I must confess, when I was younger, I was the other woman in a few relationships, and I feel terrible about it. So, I swore off married men and promised myself that I wouldn’t be part of that kind of situation ever again. I truly want to be in a real relationship.
Six months ago, I met a great guy and we hit it off right away. I had such a strong attraction to him and I thought I’d finally found The One. Then I discovered that he’s married. Of course, he said they are separated, and probably going to get a divorce.
The thing is I really wanted it to work out between us. Now it’s become clear to me that whatever happens with his marriage he is clearly not ready for a new relationship. I feel so devastated and frustrated with myself.
Why do I keep attracting these men into my life and how can I stop it?
Thanks for being so vulnerable in sharing your current situation and for reaching out to us. When you’re ready for a relationship it can be frustrating to discover your potential partner isn’t who you had hoped. Let’s see if we can give you some insights into what is keeping you stuck in this pattern of attracting married men.
Common wisdom says that you are doing something that attracts married men to you. You even reinforce this idea with your initial question, “Why do I attract married men?” Let us tell you upfront – that is not the real issue here, and it seems you have it a bit backward.
There is no simple way for us to answer your heartfelt question, so please continue reading with an open mind. Our goal is to help you understand why you feel stuck in this pattern, what you can do about it, and how you can feel better about yourself.
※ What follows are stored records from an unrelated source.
use std::collections::HashMap;
use std::env;
use std::fmt::Display;
use std::path::PathBuf;
use std::str::FromStr;
use std::time::Duration;
use crate::error::{Result, SearchError};
use crate::observability::monitor::DEFAULT_RECENT_CAPACITY;
use crate::search::rate_limiter::RateLimitConfig;
use crate::search::retry::RetryConfig;
use crate::types::{ProviderId, MAX_RESULTS_LIMIT};

/// Application configuration loaded from environment variables
#[derive(Debug, Clone)]
pub struct Config {
    /// Orchestration settings
    pub search: SearchSettings,
    /// Result cache settings
    pub cache: CacheConfig,
    /// Backoff policy for provider calls
    pub retry: RetryConfig,
    /// Monitor settings
    pub monitor: MonitorConfig,
    /// Per-provider settings
    pub providers: ProvidersConfig,
}

/// Orchestration settings
#[derive(Debug, Clone)]
pub struct SearchSettings {
    /// Deadline for a single provider call
    pub provider_timeout: Duration,
    /// Largest result count a query may request
    pub max_results: usize,
}

/// Which cache tier backs the orchestrator
#[derive(Debug, Clone, Copy, PartialEq, Eq)]
pub enum CacheBackendKind {
    Memory,
    Persistent,
}

impl FromStr for CacheBackendKind {
    type Err = SearchError;

    fn from_str(s: &str) -> Result<Self> {
        match s.trim().to_ascii_lowercase().as_str() {
            "memory" => Ok(CacheBackendKind::Memory),
            "persistent" | "sqlite" => Ok(CacheBackendKind::Persistent),
            other => Err(SearchError::ConfigError(format!("Unknown cache backend: {}", other))),
        }
    }
}

/// Result cache configuration
#[derive(Debug, Clone)]
pub struct CacheConfig {
    /// Whether results are cached at all
    pub enabled: bool,
    /// Storage tier
    pub backend: CacheBackendKind,
    /// Entry lifetime
    pub ttl: Duration,
    /// Maximum number of entries
    pub max_size: usize,
    /// SQLite file for the persistent tier
    pub db_path: PathBuf,
    /// Keep hot persistent entries in memory as well
    pub memory_mirror: bool,
    /// Rows dropped at once when the persistent tier is full
    pub eviction_batch: usize,
}

impl CacheConfig {
    pub const DEFAULT_MEMORY_MAX_SIZE: usize = 1_000;
    pub const DEFAULT_PERSISTENT_MAX_SIZE: usize = 10_000;
}

impl Default for CacheConfig {
    fn default() -> Self {
        Self {
            enabled: true,
            backend: CacheBackendKind::Memory,
            ttl: Duration::from_secs(3600), // 1 hour
            max_size: Self::DEFAULT_MEMORY_MAX_SIZE,
            db_path: PathBuf::from("cache/search_cache.db"),
            memory_mirror: true,
            eviction_batch: 100,
        }
    }
}

/// Monitor configuration
#[derive(Debug, Clone)]
pub struct MonitorConfig {
    /// Size of the recent-search ring buffer
    pub recent_capacity: usize,
}

/// Settings for a single provider
#[derive(Debug, Clone, PartialEq)]
pub struct ProviderSettings {
    pub enabled: bool,
    pub api_key: Option<String>,
    /// Google programmable search engine id (`cx`)
    pub search_engine_id: Option<String>,
    /// Base URL, required for self-hosted providers
    pub endpoint: Option<String>,
    pub language: Option<String>,
    pub proxy: Option<String>,
    pub rate_limit: RateLimitConfig,
    /// Merge priority, higher wins
    pub priority: u8,
}

impl ProviderSettings {
    pub fn defaults_for(provider: ProviderId) -> Self {
        Self {
            enabled: true,
            api_key: None,
            search_engine_id: None,
            endpoint: None,
            language: None,
            proxy: None,
            rate_limit: RateLimitConfig::default_for(provider),
            priority: provider.default_priority(),
        }
    }

    /// Whether the settings carry everything the provider needs to run
    pub fn is_usable(&self, provider: ProviderId) -> bool {
        if !self.enabled {
            return false;
        }

        match provider {
            ProviderId::Google => self.api_key.is_some() && self.search_engine_id.is_some(),
            ProviderId::Brave => self.api_key.is_some(),
            ProviderId::Searxng => self.endpoint.is_some(),
            ProviderId::DuckDuckGo => true,
        }
    }
}

/// Settings for every known provider
#[derive(Debug, Clone, PartialEq)]
pub struct ProvidersConfig {
    settings: HashMap<ProviderId, ProviderSettings>,
}

impl Default for ProvidersConfig {
    fn default() -> Self {
        Self {
            settings: ProviderId::ALL
                .iter()
                .map(|id| (*id, ProviderSettings::defaults_for(*id)))
                .collect(),
        }
    }
}

impl ProvidersConfig {
    pub fn get(&self, provider: ProviderId) -> Option<&ProviderSettings> {
        self.settings.get(&provider)
    }

    pub fn get_mut(&mut self, provider: ProviderId) -> &mut ProviderSettings {
        self.settings
            .entry(provider)
            .or_insert_with(|| ProviderSettings::defaults_for(provider))
    }

    /// Providers whose settings are complete and enabled
    pub fn usable(&self, provider: ProviderId) -> Option<&ProviderSettings> {
        self.get(provider).filter(|s| s.is_usable(provider))
    }

    pub fn rate_limits(&self) -> HashMap<ProviderId, RateLimitConfig> {
        self.settings.iter().map(|(id, s)| (*id, s.rate_limit)).collect()
    }

    pub fn priorities(&self) -> HashMap<ProviderId, u8> {
        self.settings.iter().map(|(id, s)| (*id, s.priority)).collect()
    }
}

impl Config {
    /// Load configuration from environment variables
    pub fn from_env() -> Result<Self> {
        // Load .env file if it exists
        if let Err(e) = dotenvy::dotenv() {
            tracing::debug!("Could not load .env file: {}", e);
        }

        Self::from_lookup(|name| env::var(name).ok())
    }

    /// Build configuration from an arbitrary variable source
    pub fn from_lookup<F>(lookup: F) -> Result<Self>
    where
        F: Fn(&str) -> Option<String>,
    {
        let vars = Vars(&lookup);

        let backend: CacheBackendKind = vars.parse("CACHE_BACKEND", CacheBackendKind::Memory)?;
        let default_max_size = match backend {
            CacheBackendKind::Memory => CacheConfig::DEFAULT_MEMORY_MAX_SIZE,
            CacheBackendKind::Persistent => CacheConfig::DEFAULT_PERSISTENT_MAX_SIZE,
        };

        let mut providers = ProvidersConfig::default();
        for id in ProviderId::ALL {
            let prefix = id.as_str().to_ascii_uppercase();
            let defaults = ProviderSettings::defaults_for(id);
            let settings = providers.get_mut(id);

            settings.enabled = vars.parse(&format!("{}_ENABLED", prefix), true)?;
            settings.proxy = vars.optional(&format!("{}_PROXY", prefix));
            settings.priority = vars.parse(&format!("{}_PRIORITY", prefix), defaults.priority)?;
            settings.rate_limit = RateLimitConfig::new(
                vars.parse(
                    &format!("{}_RATE_LIMIT_MAX_REQUESTS", prefix),
                    defaults.rate_limit.max_requests,
                )?,
                Duration::from_secs(vars.parse(
                    &format!("{}_RATE_LIMIT_WINDOW_SECS", prefix),
                    defaults.rate_limit.time_window.as_secs(),
                )?),
            );
        }

        {
            let google = providers.get_mut(ProviderId::Google);
            google.api_key = vars.optional("GOOGLE_API_KEY");
            google.search_engine_id = vars.optional("GOOGLE_CSE_ID");
            if google.proxy.is_none() {
                google.proxy = vars.optional("HTTPS_PROXY").or_else(|| vars.optional("HTTP_PROXY"));
            }
        }

        providers.get_mut(ProviderId::Brave).api_key = vars.optional("BRAVE_API_KEY");

        {
            let searxng = providers.get_mut(ProviderId::Searxng);
            searxng.endpoint = vars.optional("SEARXNG_BASE_URL");
            searxng.language = Some(vars.optional("SEARXNG_LANGUAGE").unwrap_or_else(|| "zh-CN".to_string()));
        }

        let config = Config {
            search: SearchSettings {
                provider_timeout: Duration::from_secs(vars.parse("SEARCH_PROVIDER_TIMEOUT_SECS", 30)?),
                max_results: vars.parse("SEARCH_MAX_RESULTS", MAX_RESULTS_LIMIT)?,
            },
            cache: CacheConfig {
                enabled: vars.parse("CACHE_ENABLED", true)?,
                backend,
                ttl: Duration::from_secs(vars.parse("CACHE_TTL_SECS", 3600)?),
                max_size: vars.parse("CACHE_MAX_SIZE", default_max_size)?,
                db_path: PathBuf::from(
                    vars.optional("CACHE_DB_PATH").unwrap_or_else(|| "cache/search_cache.db".to_string()),
                ),
                memory_mirror: vars.parse("CACHE_MEMORY_MIRROR", true)?,
                eviction_batch: vars.parse("CACHE_EVICTION_BATCH", 100)?,
            },
            retry: RetryConfig {
                max_attempts: vars.parse("RETRY_MAX_ATTEMPTS", 3)?,
                initial_delay: Duration::from_millis(vars.parse("RETRY_INITIAL_DELAY_MS", 1000)?),
                max_delay: Duration::from_millis(vars.parse("RETRY_MAX_DELAY_MS", 60_000)?),
                exponential_base: vars.parse("RETRY_EXPONENTIAL_BASE", 2.0)?,
                jitter_factor: vars.parse("RETRY_JITTER_FACTOR", 0.0)?,
            },
            monitor: MonitorConfig {
                recent_capacity: vars.parse("MONITOR_RECENT_CAPACITY", DEFAULT_RECENT_CAPACITY)?,
            },
            providers,
        };

        config.validate()?;

        Ok(config)
    }

    /// Validate the configuration
    pub fn validate(&self) -> Result<()> {
        if self.search.provider_timeout.is_zero() {
            return Err(SearchError::ConfigError("Provider timeout must be greater than 0".to_string()));
        }

        if self.search.max_results == 0 {
            return Err(SearchError::ConfigError("Max results must be greater than 0".to_string()));
        }

        if self.cache.max_size == 0 {
            return Err(SearchError::ConfigError("Cache max size must be greater than 0".to_string()));
        }

        if self.cache.eviction_batch == 0 {
            return Err(SearchError::ConfigError("Cache eviction batch must be greater than 0".to_string()));
        }

        if self.retry.max_attempts == 0 {
            return Err(SearchError::ConfigError("Retry attempts must be at least 1".to_string()));
        }

        if self.retry.exponential_base < 1.0 {
            return Err(SearchError::ConfigError("Retry exponential base must be >= 1.0".to_string()));
        }

        if !(0.0..=1.0).contains(&self.retry.jitter_factor) {
            return Err(SearchError::ConfigError("Retry jitter factor must be within 0.0..=1.0".to_string()));
        }

        for id in ProviderId::ALL {
            if let Some(settings) = self.providers.get(id) {
                if settings.rate_limit.max_requests == 0 || settings.rate_limit.time_window.is_zero() {
                    return Err(SearchError::ConfigError(format!(
                        "Rate limit for {} must allow at least one request per non-zero window",
                        id
                    )));
                }

                if let Some(ref endpoint) = settings.endpoint {
                    url::Url::parse(endpoint).map_err(|e| {
                        SearchError::ConfigError(format!("Invalid endpoint for {}: {}", id, e))
                    })?;
                }
            }
        }

        Ok(())
    }
}

impl Default for Config {
    fn default() -> Self {
        Config {
            search: SearchSettings {
                provider_timeout: Duration::from_secs(30),
                max_results: MAX_RESULTS_LIMIT,
            },
            cache: CacheConfig::default(),
            retry: RetryConfig::default(),
            monitor: MonitorConfig {
                recent_capacity: DEFAULT_RECENT_CAPACITY,
            },
            providers: ProvidersConfig::default(),
        }
    }
}

struct Vars<'a, F: Fn(&str) -> Option<String>>(&'a F);

impl<F: Fn(&str) -> Option<String>> Vars<'_, F> {
    /// Non-empty value of `name`
    fn optional(&self, name: &str) -> Option<String> {
        (self.0)(name).map(|v| v.trim().to_string()).filter(|v| !v.is_empty())
    }

    fn parse<T>(&self, name: &str, default: T) -> Result<T>
    where
        T: FromStr,
        T::Err: Display,
    {
        match self.optional(name) {
            Some(raw) => raw
                .parse()
                .map_err(|e| SearchError::ConfigError(format!("Invalid {}: {}", name, e))),
            None => Ok(default),
        }
    }
}

#[cfg(test)]
mod tests {
    use super::*;

    fn lookup(pairs: &[(&str, &str)]) -> impl Fn(&str) -> Option<String> {
        let map: HashMap<String, String> = pairs
            .iter()
            .map(|(k, v)| (k.to_string(), v.to_string()))
            .collect();
        move |name| map.get(name).cloned()
    }

    #[test]
    fn test_defaults_only_enable_duckduckgo() {
        let config = Config::from_lookup(lookup(&[])).unwrap();

        assert!(config.providers.usable(ProviderId::DuckDuckGo).is_some());
        assert!(config.providers.usable(ProviderId::Google).is_none());
        assert!(config.providers.usable(ProviderId::Brave).is_none());
        assert!(config.providers.usable(ProviderId::Searxng).is_none());
        assert_eq!(config.cache.backend, CacheBackendKind::Memory);
        assert_eq!(config.cache.max_size, 1_000);
        assert_eq!(config.search.provider_timeout, Duration::from_secs(30));
    }

    #[test]
    fn test_google_requires_both_credentials() {
        let config = Config::from_lookup(lookup(&[("GOOGLE_API_KEY", "key")])).unwrap();
        assert!(config.providers.usable(ProviderId::Google).is_none());

        let config = Config::from_lookup(lookup(&[("GOOGLE_API_KEY", "key"), ("GOOGLE_CSE_ID", "cx")])).unwrap();
        assert!(config.providers.usable(ProviderId::Google).is_some());
    }

    #[test]
    fn test_disabled_provider_is_not_usable() {
        let config = Config::from_lookup(lookup(&[("BRAVE_API_KEY", "token"), ("BRAVE_ENABLED", "false")])).unwrap();
        assert!(config.providers.usable(ProviderId::Brave).is_none());
    }

    #[test]
    fn test_persistent_backend_defaults() {
        let config = Config::from_lookup(lookup(&[
            ("CACHE_BACKEND", "persistent"),
            ("CACHE_DB_PATH", "/tmp/search.db"),
        ]))
        .unwrap();

        assert_eq!(config.cache.backend, CacheBackendKind::Persistent);
        assert_eq!(config.cache.max_size, 10_000);
        assert_eq!(config.cache.db_path, PathBuf::from("/tmp/search.db"));
    }

    #[test]
    fn test_rate_limit_and_priority_overrides() {
        let config = Config::from_lookup(lookup(&[
            ("SEARXNG_BASE_URL", "http://localhost:8888"),
            ("SEARXNG_RATE_LIMIT_MAX_REQUESTS", "10"),
            ("SEARXNG_RATE_LIMIT_WINDOW_SECS", "1"),
            ("SEARXNG_PRIORITY", "9"),
        ]))
        .unwrap();

        let searxng = config.providers.usable(ProviderId::Searxng).unwrap();
        assert_eq!(searxng.rate_limit, RateLimitConfig::new(10, Duration::from_secs(1)));
        assert_eq!(searxng.priority, 9);
        assert_eq!(searxng.language.as_deref(), Some("zh-CN"));
    }

    #[test]
    fn test_invalid_values_are_rejected() {
        assert!(Config::from_lookup(lookup(&[("CACHE_TTL_SECS", "soon")])).is_err());
        assert!(Config::from_lookup(lookup(&[("CACHE_BACKEND", "redis")])).is_err());
        assert!(Config::from_lookup(lookup(&[("RETRY_MAX_ATTEMPTS", "0")])).is_err());
        assert!(Config::from_lookup(lookup(&[("SEARXNG_BASE_URL", "not a url")])).is_err());
    }

    #[test]
    fn test_default_config_validates() {
        assert!(Config::default().validate().is_ok());
    }
}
You’re Not Attracting Married Men, You’re Highlighting Married Men
This is an important distinction to make. By assuming that something inside of you is attracting married men, you must believe that there is something broken inside of you that needs fixing to stop the problem. We can assure you that you are not broken and you’re not somehow doomed to be alone.
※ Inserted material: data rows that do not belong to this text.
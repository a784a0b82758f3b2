/// Search orchestration module
///
/// This module contains:
/// - Provider dispatch in single, auto and all modes
/// - Per-provider token bucket rate limiting
/// - Exponential backoff retries for transient provider failures
/// - Result merging and deduplication

pub mod merger;
pub mod orchestrator;
pub mod rate_limiter;
pub mod retry;


pub use merger::{canonical_url, ResultMerger};
pub use orchestrator::{SearchOrchestrator, WarmupReport};
pub use rate_limiter::{RateLimitConfig, RateLimiterRegistry, RateLimiterStatus, TokenBucket};
pub use retry::{RetryConfig, RetryExecutor};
You don’t have a married man magnet inside of you. You have an attraction to unavailable men – the longing is familiar to your subconscious mind.
Let us explain the brain science of attraction. Your subconscious mind is highlighting men who are unavailable because this dynamic – the emotion of longing – is familiar to you.
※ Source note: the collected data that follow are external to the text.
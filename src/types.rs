use serde::{Deserialize, Serialize};
use std::fmt;
use std::str::FromStr;
use crate::error::{Result, SearchError};

/// Upper bound on results a single query may request
pub const MAX_RESULTS_LIMIT: usize = 50;

/// Identity tag carried by every provider instance
#[derive(Debug, Clone, Copy, PartialEq, Eq, Hash, PartialOrd, Ord, Serialize, Deserialize)]
#[serde(rename_all = "lowercase")]
pub enum ProviderId {
    Google,
    Brave,
    Searxng,
    DuckDuckGo,
}

impl ProviderId {
    /// Every known provider, in default priority order
    pub const ALL: [ProviderId; 4] = [
        ProviderId::Google,
        ProviderId::Brave,
        ProviderId::Searxng,
        ProviderId::DuckDuckGo,
    ];

    /// Stable lowercase name used in keys, logs and configuration
    pub fn as_str(&self) -> &'static str {
        match self {
            ProviderId::Google => "google",
            ProviderId::Brave => "brave",
            ProviderId::Searxng => "searxng",
            ProviderId::DuckDuckGo => "duckduckgo",
        }
    }

    /// Merge priority used when no override is configured (higher wins)
    pub fn default_priority(&self) -> u8 {
        match self {
            ProviderId::Google => 4,
            ProviderId::Brave => 3,
            ProviderId::Searxng => 2,
            ProviderId::DuckDuckGo => 1,
        }
    }
}

impl fmt::Display for ProviderId {
    fn fmt(&self, f: &mut fmt::Formatter<'_>) -> fmt::Result {
        f.write_str(self.as_str())
    }
}

impl FromStr for ProviderId {
    type Err = SearchError;

    fn from_str(s: &str) -> Result<Self> {
        match s.trim().to_ascii_lowercase().as_str() {
            "google" => Ok(ProviderId::Google),
            "brave" => Ok(ProviderId::Brave),
            "searxng" => Ok(ProviderId::Searxng),
            "duckduckgo" | "ddg" => Ok(ProviderId::DuckDuckGo),
            other => Err(SearchError::InvalidRequest(format!("Unknown provider: {}", other))),
        }
    }
}

/// A single web search hit
#[derive(Debug, Clone, PartialEq, Serialize, Deserialize)]
pub struct SearchResult {
    /// Result title
    pub title: String,
    /// Result URL, used as the dedup key
    pub url: String,
    /// Short description of the page
    pub snippet: String,
    /// Provider that produced the result
    #[serde(default, skip_serializing_if = "Option::is_none")]
    pub provider: Option<ProviderId>,
}

impl SearchResult {
    pub fn new(
        title: impl Into<String>,
        url: impl Into<String>,
        snippet: impl Into<String>,
        provider: ProviderId,
    ) -> Self {
        Self {
            title: title.into(),
            url: url.into(),
            snippet: snippet.into(),
            provider: Some(provider),
        }
    }
}

/// Which providers a query should be dispatched to
#[derive(Debug, Clone, PartialEq, Eq, Hash)]
pub enum ProviderSelector {
    /// One named provider
    Single(ProviderId),
    /// A provider name this build does not know; served by the fallback list
    Unknown(String),
    /// Primary providers in order until enough results are collected
    Auto,
    /// Every configured provider concurrently
    All,
}

impl ProviderSelector {
    /// Label used in cache keys and monitoring
    pub fn label(&self) -> &str {
        match self {
            ProviderSelector::Single(id) => id.as_str(),
            ProviderSelector::Unknown(name) => name,
            ProviderSelector::Auto => "auto",
            ProviderSelector::All => "all",
        }
    }
}

impl Default for ProviderSelector {
    fn default() -> Self {
        ProviderSelector::Auto
    }
}

impl fmt::Display for ProviderSelector {
    fn fmt(&self, f: &mut fmt::Formatter<'_>) -> fmt::Result {
        f.write_str(self.label())
    }
}

impl FromStr for ProviderSelector {
    type Err = SearchError;

    /// Never fails: unrecognised names become [`ProviderSelector::Unknown`]
    fn from_str(s: &str) -> Result<Self> {
        let name = s.trim().to_ascii_lowercase();
        let selector = match name.as_str() {
            "" | "auto" => ProviderSelector::Auto,
            "all" => ProviderSelector::All,
            other => match other.parse::<ProviderId>() {
                Ok(id) => ProviderSelector::Single(id),
                Err(_) => ProviderSelector::Unknown(other.to_string()),
            },
        };
        Ok(selector)
    }
}

/// Query submitted to the orchestrator
#[derive(Debug, Clone, PartialEq, Eq)]
pub struct SearchQuery {
    /// Query text
    pub text: String,
    /// Number of results wanted
    pub requested_count: usize,
    /// Provider selection policy
    pub selector: ProviderSelector,
}

impl SearchQuery {
    pub fn new(text: impl Into<String>, requested_count: usize, selector: ProviderSelector) -> Self {
        Self {
            text: text.into(),
            requested_count,
            selector,
        }
    }

    /// Parse a query from loosely typed caller input
    pub fn parse(text: &str, requested_count: usize, selector: &str) -> Result<Self> {
        let query = Self::new(text, requested_count, selector.parse()?);
        query.validate(MAX_RESULTS_LIMIT)?;
        Ok(query)
    }

    /// Reject malformed queries before any provider is touched
    pub fn validate(&self, max_results: usize) -> Result<()> {
        if self.text.trim().is_empty() {
            return Err(SearchError::InvalidRequest("Query cannot be empty".to_string()));
        }

        if self.requested_count == 0 || self.requested_count > max_results {
            return Err(SearchError::InvalidRequest(format!(
                "num_results must be between 1 and {}, got {}",
                max_results, self.requested_count
            )));
        }

        Ok(())
    }
}

/// Result of one orchestration call
#[derive(Debug, Clone, PartialEq)]
pub enum SearchOutcome {
    /// At least one result was produced
    Success {
        results: Vec<SearchResult>,
        cached: bool,
    },
    /// Every selected provider failed or returned nothing
    Empty { message: String },
}

impl SearchOutcome {
    pub fn results(&self) -> &[SearchResult] {
        match self {
            SearchOutcome::Success { results, .. } => results,
            SearchOutcome::Empty { .. } => &[],
        }
    }

    pub fn into_results(self) -> Vec<SearchResult> {
        match self {
            SearchOutcome::Success { results, .. } => results,
            SearchOutcome::Empty { .. } => Vec::new(),
        }
    }

    pub fn is_cached(&self) -> bool {
        matches!(self, SearchOutcome::Success { cached: true, .. })
    }

    pub fn message(&self) -> Option<&str> {
        match self {
            SearchOutcome::Success { .. } => None,
            SearchOutcome::Empty { message } => Some(message),
        }
    }
}

/// Wall clock in fractional epoch seconds, shared by both cache tiers
pub fn epoch_seconds() -> f64 {
    chrono::Utc::now().timestamp_micros() as f64 / 1_000_000.0
}

#[cfg(test)]
mod tests {
    use super::*;

    #[test]
    fn test_selector_parsing() {
        assert_eq!("auto".parse::<ProviderSelector>().unwrap(), ProviderSelector::Auto);
        assert_eq!("ALL".parse::<ProviderSelector>().unwrap(), ProviderSelector::All);
        assert_eq!(
            "brave".parse::<ProviderSelector>().unwrap(),
            ProviderSelector::Single(ProviderId::Brave)
        );
        assert_eq!(
            " Bing ".parse::<ProviderSelector>().unwrap(),
            ProviderSelector::Unknown("bing".to_string())
        );
        assert_eq!(ProviderSelector::Unknown("bing".to_string()).label(), "bing");
    }

    #[test]
    fn test_default_priorities() {
        assert!(ProviderId::Google.default_priority() > ProviderId::Brave.default_priority());
        assert!(ProviderId::Brave.default_priority() > ProviderId::Searxng.default_priority());
        assert!(ProviderId::Searxng.default_priority() > ProviderId::DuckDuckGo.default_priority());
    }

    #[test]
    fn test_query_validation() {
        assert!(SearchQuery::parse("rust async", 10, "auto").is_ok());
        assert!(SearchQuery::parse("   ", 10, "auto").is_err());
        assert!(SearchQuery::parse("rust", 0, "auto").is_err());
        assert!(SearchQuery::parse("rust", MAX_RESULTS_LIMIT + 1, "auto").is_err());
    }

    #[test]
    fn test_search_result_serialization() {
        let result = SearchResult::new("Rust", "https://www.rust-lang.org", "A language", ProviderId::Brave);
        let json = serde_json::to_value(&result).unwrap();
        assert_eq!(json["provider"], "brave");

        let bare: SearchResult =
            serde_json::from_str(r#"{"title":"t","url":"https://a.example","snippet":""}"#).unwrap();
        assert_eq!(bare.provider, None);
    }

    #[test]
    fn test_outcome_accessors() {
        let empty = SearchOutcome::Empty { message: "nothing".to_string() };
        assert!(empty.results().is_empty());
        assert_eq!(empty.message(), Some("nothing"));
        assert!(!empty.is_cached());
    }
}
The sensation you call attraction or connection is actually an improper setting on your personal GPS for love. This comes from a strategy you developed when you were much younger. Now it is simply corrupted software that needs updating.
Instead of asking “Why do I attract married men?” ask yourself “Why am I highlighting unavailable men?”
Your Subconscious Highlights What Is Familiar
90-95% of your behavior is a subconscious program or habit. You only consciously choose about 5-10% of your behaviors. Your habitual behaviors include those ruled by muscle memory (like brushing your teeth), the random thoughts that appear in your head, and your emotional responses to outer stimuli.
You even have subconscious strategies for who you find attractive and who you don’t. This is all based on what is familiar to you and what is not familiar at all.
Your subconscious mind works by the Law of Association. It’s how your subconscious determines your reaction within microseconds in most situations. Without this ability, you would be overwhelmed by the many conscious choices you would have to make in every moment of every day.
When it comes to why do you attract married men, your subconscious is actually recognizing a familiar energetic pattern and announcing “This is familiar! This is familiar!” Your current interpretation of this signal gives it high value and you’re left thinking you have a great connection with a married man.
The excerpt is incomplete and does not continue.